* **Exercise aim**
List each line of the data in which the string "JsonRpcRequest" appears.

Collected data entries:
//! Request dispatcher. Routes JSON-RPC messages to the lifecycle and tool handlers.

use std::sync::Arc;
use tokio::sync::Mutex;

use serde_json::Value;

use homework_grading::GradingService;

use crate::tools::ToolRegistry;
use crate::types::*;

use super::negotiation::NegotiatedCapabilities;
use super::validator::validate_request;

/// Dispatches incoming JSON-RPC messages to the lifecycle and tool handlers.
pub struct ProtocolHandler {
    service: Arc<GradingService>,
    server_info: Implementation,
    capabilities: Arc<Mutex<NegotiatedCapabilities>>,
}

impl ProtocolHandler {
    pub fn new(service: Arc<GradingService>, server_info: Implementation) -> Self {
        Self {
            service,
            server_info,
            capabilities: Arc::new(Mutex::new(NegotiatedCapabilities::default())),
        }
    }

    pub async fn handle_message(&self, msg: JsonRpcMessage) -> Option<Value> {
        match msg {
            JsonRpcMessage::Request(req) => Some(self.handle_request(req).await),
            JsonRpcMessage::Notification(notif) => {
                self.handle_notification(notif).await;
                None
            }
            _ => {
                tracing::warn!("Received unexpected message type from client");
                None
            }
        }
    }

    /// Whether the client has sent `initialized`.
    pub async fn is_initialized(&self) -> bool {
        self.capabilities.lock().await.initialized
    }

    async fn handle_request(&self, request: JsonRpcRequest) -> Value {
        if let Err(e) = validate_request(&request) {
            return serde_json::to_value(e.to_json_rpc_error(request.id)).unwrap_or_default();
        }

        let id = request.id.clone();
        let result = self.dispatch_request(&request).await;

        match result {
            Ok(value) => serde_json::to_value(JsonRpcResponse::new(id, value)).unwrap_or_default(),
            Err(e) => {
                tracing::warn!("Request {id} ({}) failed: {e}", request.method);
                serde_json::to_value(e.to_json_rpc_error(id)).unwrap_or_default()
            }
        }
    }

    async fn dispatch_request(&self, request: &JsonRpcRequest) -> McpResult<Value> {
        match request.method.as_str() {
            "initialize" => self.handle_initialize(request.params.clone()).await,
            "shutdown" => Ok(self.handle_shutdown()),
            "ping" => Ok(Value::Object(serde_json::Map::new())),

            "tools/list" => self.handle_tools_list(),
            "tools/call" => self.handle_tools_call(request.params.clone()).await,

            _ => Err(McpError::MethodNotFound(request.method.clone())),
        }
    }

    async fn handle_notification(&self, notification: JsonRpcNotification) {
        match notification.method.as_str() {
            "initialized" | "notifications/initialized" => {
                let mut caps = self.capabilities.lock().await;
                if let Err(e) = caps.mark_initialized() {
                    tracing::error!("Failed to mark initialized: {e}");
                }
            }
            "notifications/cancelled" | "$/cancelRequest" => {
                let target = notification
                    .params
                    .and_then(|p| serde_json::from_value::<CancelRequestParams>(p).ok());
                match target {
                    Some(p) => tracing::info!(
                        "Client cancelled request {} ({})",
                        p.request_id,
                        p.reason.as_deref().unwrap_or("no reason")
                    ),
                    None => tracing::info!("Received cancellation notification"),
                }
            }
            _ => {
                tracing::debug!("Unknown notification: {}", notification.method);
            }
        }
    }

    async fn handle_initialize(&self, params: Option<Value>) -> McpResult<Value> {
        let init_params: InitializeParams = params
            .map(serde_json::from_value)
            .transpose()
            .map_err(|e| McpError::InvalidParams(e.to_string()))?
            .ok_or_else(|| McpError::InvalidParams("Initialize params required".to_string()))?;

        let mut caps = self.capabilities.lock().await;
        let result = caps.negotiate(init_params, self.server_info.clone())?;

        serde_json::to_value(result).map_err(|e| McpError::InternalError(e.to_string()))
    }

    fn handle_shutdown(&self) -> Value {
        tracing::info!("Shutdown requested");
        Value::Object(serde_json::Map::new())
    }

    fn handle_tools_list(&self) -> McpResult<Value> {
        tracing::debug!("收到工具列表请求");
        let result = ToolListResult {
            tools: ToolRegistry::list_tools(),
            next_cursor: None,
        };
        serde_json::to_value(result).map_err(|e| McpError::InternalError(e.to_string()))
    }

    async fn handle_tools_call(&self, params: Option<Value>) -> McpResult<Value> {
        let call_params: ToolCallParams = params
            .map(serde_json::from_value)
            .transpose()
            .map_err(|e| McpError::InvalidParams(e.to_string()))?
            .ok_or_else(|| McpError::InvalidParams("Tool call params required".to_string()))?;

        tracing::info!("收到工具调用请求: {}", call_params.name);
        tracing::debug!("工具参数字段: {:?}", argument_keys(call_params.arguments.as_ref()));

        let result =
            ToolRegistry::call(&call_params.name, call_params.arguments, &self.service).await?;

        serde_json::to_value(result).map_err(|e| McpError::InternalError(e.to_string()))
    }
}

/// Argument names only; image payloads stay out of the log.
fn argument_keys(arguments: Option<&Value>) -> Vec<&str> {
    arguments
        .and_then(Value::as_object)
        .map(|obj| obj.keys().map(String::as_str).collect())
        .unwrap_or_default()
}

==

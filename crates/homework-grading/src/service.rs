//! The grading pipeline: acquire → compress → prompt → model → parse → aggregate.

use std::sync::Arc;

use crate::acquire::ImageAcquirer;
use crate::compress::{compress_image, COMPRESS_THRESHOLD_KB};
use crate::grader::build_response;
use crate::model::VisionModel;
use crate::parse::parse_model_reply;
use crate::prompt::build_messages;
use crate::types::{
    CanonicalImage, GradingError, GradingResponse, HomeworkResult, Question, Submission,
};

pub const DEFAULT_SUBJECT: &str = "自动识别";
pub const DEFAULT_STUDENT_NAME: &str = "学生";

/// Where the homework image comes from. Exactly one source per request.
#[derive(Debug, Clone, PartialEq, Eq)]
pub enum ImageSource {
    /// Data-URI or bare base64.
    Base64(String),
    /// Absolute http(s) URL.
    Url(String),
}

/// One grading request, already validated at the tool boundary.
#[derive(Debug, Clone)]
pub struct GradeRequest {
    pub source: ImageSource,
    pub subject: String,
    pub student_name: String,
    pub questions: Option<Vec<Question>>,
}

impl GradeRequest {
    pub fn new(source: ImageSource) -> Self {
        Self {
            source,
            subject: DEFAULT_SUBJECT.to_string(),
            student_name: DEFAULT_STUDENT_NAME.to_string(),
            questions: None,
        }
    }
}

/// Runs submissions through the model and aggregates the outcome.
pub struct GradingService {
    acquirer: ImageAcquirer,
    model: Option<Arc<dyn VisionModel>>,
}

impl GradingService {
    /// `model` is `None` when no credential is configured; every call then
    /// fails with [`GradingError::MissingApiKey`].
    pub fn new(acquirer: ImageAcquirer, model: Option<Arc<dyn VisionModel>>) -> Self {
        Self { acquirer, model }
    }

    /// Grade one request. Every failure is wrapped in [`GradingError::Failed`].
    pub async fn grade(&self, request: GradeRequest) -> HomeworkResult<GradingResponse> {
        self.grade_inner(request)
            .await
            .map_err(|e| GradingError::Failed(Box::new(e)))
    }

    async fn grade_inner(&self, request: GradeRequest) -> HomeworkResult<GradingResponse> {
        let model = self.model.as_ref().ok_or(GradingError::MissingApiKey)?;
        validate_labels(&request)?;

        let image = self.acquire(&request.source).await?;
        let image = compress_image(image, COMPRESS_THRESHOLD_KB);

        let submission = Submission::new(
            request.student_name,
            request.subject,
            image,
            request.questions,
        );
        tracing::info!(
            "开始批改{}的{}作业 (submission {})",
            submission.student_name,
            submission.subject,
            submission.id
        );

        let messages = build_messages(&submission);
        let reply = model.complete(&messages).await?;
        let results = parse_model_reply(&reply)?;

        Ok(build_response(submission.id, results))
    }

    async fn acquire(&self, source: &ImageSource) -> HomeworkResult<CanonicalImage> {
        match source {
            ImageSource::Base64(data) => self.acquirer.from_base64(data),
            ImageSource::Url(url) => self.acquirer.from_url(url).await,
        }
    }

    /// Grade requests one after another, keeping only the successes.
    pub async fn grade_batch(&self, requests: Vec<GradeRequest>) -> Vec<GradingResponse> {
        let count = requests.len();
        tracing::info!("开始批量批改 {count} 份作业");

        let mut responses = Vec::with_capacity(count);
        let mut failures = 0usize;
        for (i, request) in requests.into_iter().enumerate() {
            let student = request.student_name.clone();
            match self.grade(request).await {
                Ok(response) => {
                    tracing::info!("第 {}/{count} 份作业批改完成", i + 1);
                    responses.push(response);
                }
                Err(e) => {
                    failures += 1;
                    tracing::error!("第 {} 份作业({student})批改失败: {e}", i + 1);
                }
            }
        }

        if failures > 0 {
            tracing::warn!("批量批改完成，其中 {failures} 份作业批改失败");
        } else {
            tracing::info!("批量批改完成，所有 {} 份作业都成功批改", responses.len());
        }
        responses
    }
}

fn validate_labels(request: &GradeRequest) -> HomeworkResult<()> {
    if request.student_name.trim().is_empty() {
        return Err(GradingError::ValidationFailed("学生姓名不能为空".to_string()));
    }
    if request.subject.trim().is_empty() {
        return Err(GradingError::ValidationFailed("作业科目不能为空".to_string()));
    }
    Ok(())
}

* **Reply to the task**
    async fn handle_request(&self, request: JsonRpcRequest) -> Value {
    async fn dispatch_request(&self, request: &JsonRpcRequest) -> McpResult<Value> {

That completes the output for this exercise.